Ciao,
Eccomi per l'ABC. Ho aperto questa storia perché incuriosita dall'introduzione, per via di ragioni puramente personali: sto attraversando un lutto. Domani è già un mese e a me sembra ieri.
Credo che tu abbia descritto bene l'impasse terribile in cui sono intrappolati tutti coloro che subiscono un lutto, di qualsiasi genere: è la battaglia fra la vita che va avanti e costringe anche a te a farlo e quella parte di te che invece vorrebbe totalmente farsi investire da questo dolore, accoglierlo e lasciare che logori dentro a poco a poco, ancora di più. Hai descritto questa sensazione con un'immagine che ho trovato molto bella, molto significativa e straziante nel suo essere suggestiva: "Lottiamo per istinto, perché davanti agli occhi degli altri è bene fingere che vada tutto bene, ma forse in realtà vorremmo solo lasciarci trascinare dalla corrente senza opporre resistenza, almeno finché non troviamo risposte alle nostre domande, almeno finché non riusciamo ad accettare la realtà." Quest'immagine, questa percezione del sé come un vascello che vorrebbe arrendersi alla corrente, è qualcosa che ho sentito intimamente, essendo io in questo momento molto coinvolta.

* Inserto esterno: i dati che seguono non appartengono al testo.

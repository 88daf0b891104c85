use async_trait::async_trait;
use reqwest::Client;
use serde::{Deserialize, Serialize};
use std::time::Duration;

use super::Generator;
use crate::config::{is_local_endpoint, GenerationConfig};
use crate::error::{AskragError, Result};

#[derive(Serialize)]
struct ChatRequest<'a> {
    model: &'a str,
    messages: Vec<ChatMessage<'a>>,
    max_tokens: u32,
    temperature: f32,
}

#[derive(Serialize)]
struct ChatMessage<'a> {
    role: &'static str,
    content: &'a str,
}

#[derive(Deserialize)]
struct ChatResponse {
    choices: Vec<ChatChoice>,
}

#[derive(Deserialize)]
struct ChatChoice {
    message: ChatResponseMessage,
}

#[derive(Deserialize)]
struct ChatResponseMessage {
    #[serde(default)]
    content: Option<String>,
}

/// Client for an OpenAI-compatible `/chat/completions` endpoint.
///
/// Works against the Hugging Face inference router by default, and against
/// local servers such as Ollama or vLLM, which need no token.
pub struct ChatCompletionsClient {
    client: Client,
    base_url: String,
    api_key: Option<String>,
    provider: String,
    model: String,
    max_tokens: u32,
    temperature: f32,
}

impl ChatCompletionsClient {
    pub fn new(config: &GenerationConfig, api_key: Option<String>) -> Result<Self> {
        if api_key.is_none() && !is_local_endpoint(&config.base_url) {
            return Err(AskragError::Config(format!(
                "{} is required for {}",
                config.api_key_env, config.base_url
            )));
        }

        let client = Client::builder()
            .timeout(Duration::from_secs(config.timeout_secs))
            .build()
            .map_err(|e| AskragError::Generation(format!("Failed to build HTTP client: {}", e)))?;

        Ok(Self {
            client,
            base_url: config.base_url.trim_end_matches('/').to_string(),
            api_key,
            provider: config.provider.clone(),
            model: config.model.clone(),
            max_tokens: config.max_tokens,
            temperature: config.temperature,
        })
    }

    /// Build from config, reading the token from the configured env var.
    pub fn from_config(config: &GenerationConfig) -> Result<Self> {
        let api_key = std::env::var(&config.api_key_env).ok().filter(|k| !k.is_empty());
        Self::new(config, api_key)
    }

    fn endpoint(&self) -> String {
        format!("{}/chat/completions", self.base_url)
    }

    fn request<'a>(&'a self, prompt: &'a str) -> ChatRequest<'a> {
        ChatRequest {
            model: &self.model,
            messages: vec![ChatMessage { role: "user", content: prompt }],
            max_tokens: self.max_tokens,
            temperature: self.temperature,
        }
    }
}

#[async_trait]
impl Generator for ChatCompletionsClient {
    async fn complete(&self, prompt: &str) -> Result<String> {
        let start = std::time::Instant::now();

        let mut builder = self.client.post(self.endpoint()).json(&self.request(prompt));
        if let Some(key) = &self.api_key {
            builder = builder.bearer_auth(key);
        }

        let response = builder.send().await.map_err(|e| {
            if e.is_timeout() {
                AskragError::Generation(format!("Request to {} timed out", self.base_url))
            } else {
                AskragError::Generation(format!("Network error: {}", e))
            }
        })?;

        let status = response.status();
        if !status.is_success() {
            let body = response
                .text()
                .await
                .unwrap_or_else(|_| "Unable to read error response".to_string());
            return Err(AskragError::Generation(format!("API error {}: {}", status, body)));
        }

        let parsed: ChatResponse = response
            .json()
            .await
            .map_err(|e| AskragError::Generation(format!("Failed to parse response: {}", e)))?;

        let content = parsed
            .choices
            .into_iter()
            .next()
            .and_then(|c| c.message.content)
            .ok_or_else(|| AskragError::Generation("Response contained no choices".to_string()))?;

        log::debug!("Chat completion from {} took {:?}", self.model, start.elapsed());
        Ok(content)
    }

    fn provider(&self) -> &str {
        &self.provider
    }

    fn model(&self) -> &str {
        &self.model
    }
}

Ma è vero anche ciò che dici dopo, riguardo al fatto che non resistiamo per la società, per gli amici, per la memoria di chi è scomparso: resistiamo soprattutto per noi, per mantenere almeno un piccolo fragile equilibrio, quel tanto che basta per andare avanti, per vivere; perché è tragico e meraviglioso, ma la vita non si ferma solo perché quella di qualcuno a cui vogliamo bene si è fermata.
Un altro tema che hai toccato è quello di un altro profondo, profondissimo strascico che la morte lascia con sé: immagino che in un caso come questo, quando una persona si toglie la vita, le domande per chi resta siano ancora di più e ancora più dolorose, con tutti quei "e se avessi fatto?" che diventano una personale tortura. Tuttavia, persino nelle altre situazioni, ho avuto modo di notare che la morte lascia sempre delle questioni aperte, irrisolte, che non troveranno mai risposta; la mia, quella che non mi dà pace, è non sapere quale ultimo volto abbia visto la persona che ho perso, accompagnata dalla totale e pesantissima consapevolezza che si trattava di un volto sconosciuto. Purtroppo non so praticamente nulla o quasi nulla degli ultimi giorni di questa persona, anche se è morta in ospedale (o forse, di questo periodo, proprio perché è morta in ospedale). L'altra è "cosa sono stata io per questa persona?".
Senza divagare, credo che tu, avendola provata, abbia trattato bene la questione del senso di colpa del sopravvissuto nei casi di suicidio; si vede la tua volontà di andare fino in fondo a quel sentimento e di guardarlo negli occhi per poi arrivare all'unica risposta possibile, racchiusa in questa frase: "[...] Mi chiedo se avrei dovuto amarlo di più, più apertamente, più istintivamente. Ma sono quasi certa che non sarebbe servito a nulla [...]"
Ho poi apprezzato anche questo passaggio "Ogni giorno faccio tutto quello che devo fare, cerco di tenere il passo. Non voglio rischiare di svegliarmi un giorno dal torpore e scoprire che sono caduta ancora più in basso, che sono rimasta a fissare il vuoto troppo a lungo.": è un'altra sensazione molto comune durante il lutto, una sensazione che io, che ho dato un esame da 12 cfu a meno di una settimana dal decesso, non posso non dire di aver provato intensamente. Se ci lasciassimo davvero trascinare come un vascello, perderemmo infatti la connessione con la nostra realtà, che alla fine è ciò che ci tiene vivi.
Mi sono molto rivista anche nel passaggio in cui dici di cercare questa persona in tutte le cose che amava e che amavi: ci sono cose che amavo che, da un mese a questa parte, non hanno più lo stesso significato. Certe cose cambiano e accettarlo è l'unico modo per sopravvivere.
Il tuo stile è molto curato, introspettivo, e credo che tu abbia trattato, in poche righe, il tema della perdita con una delicatezza ed un tatto assolutamente immane.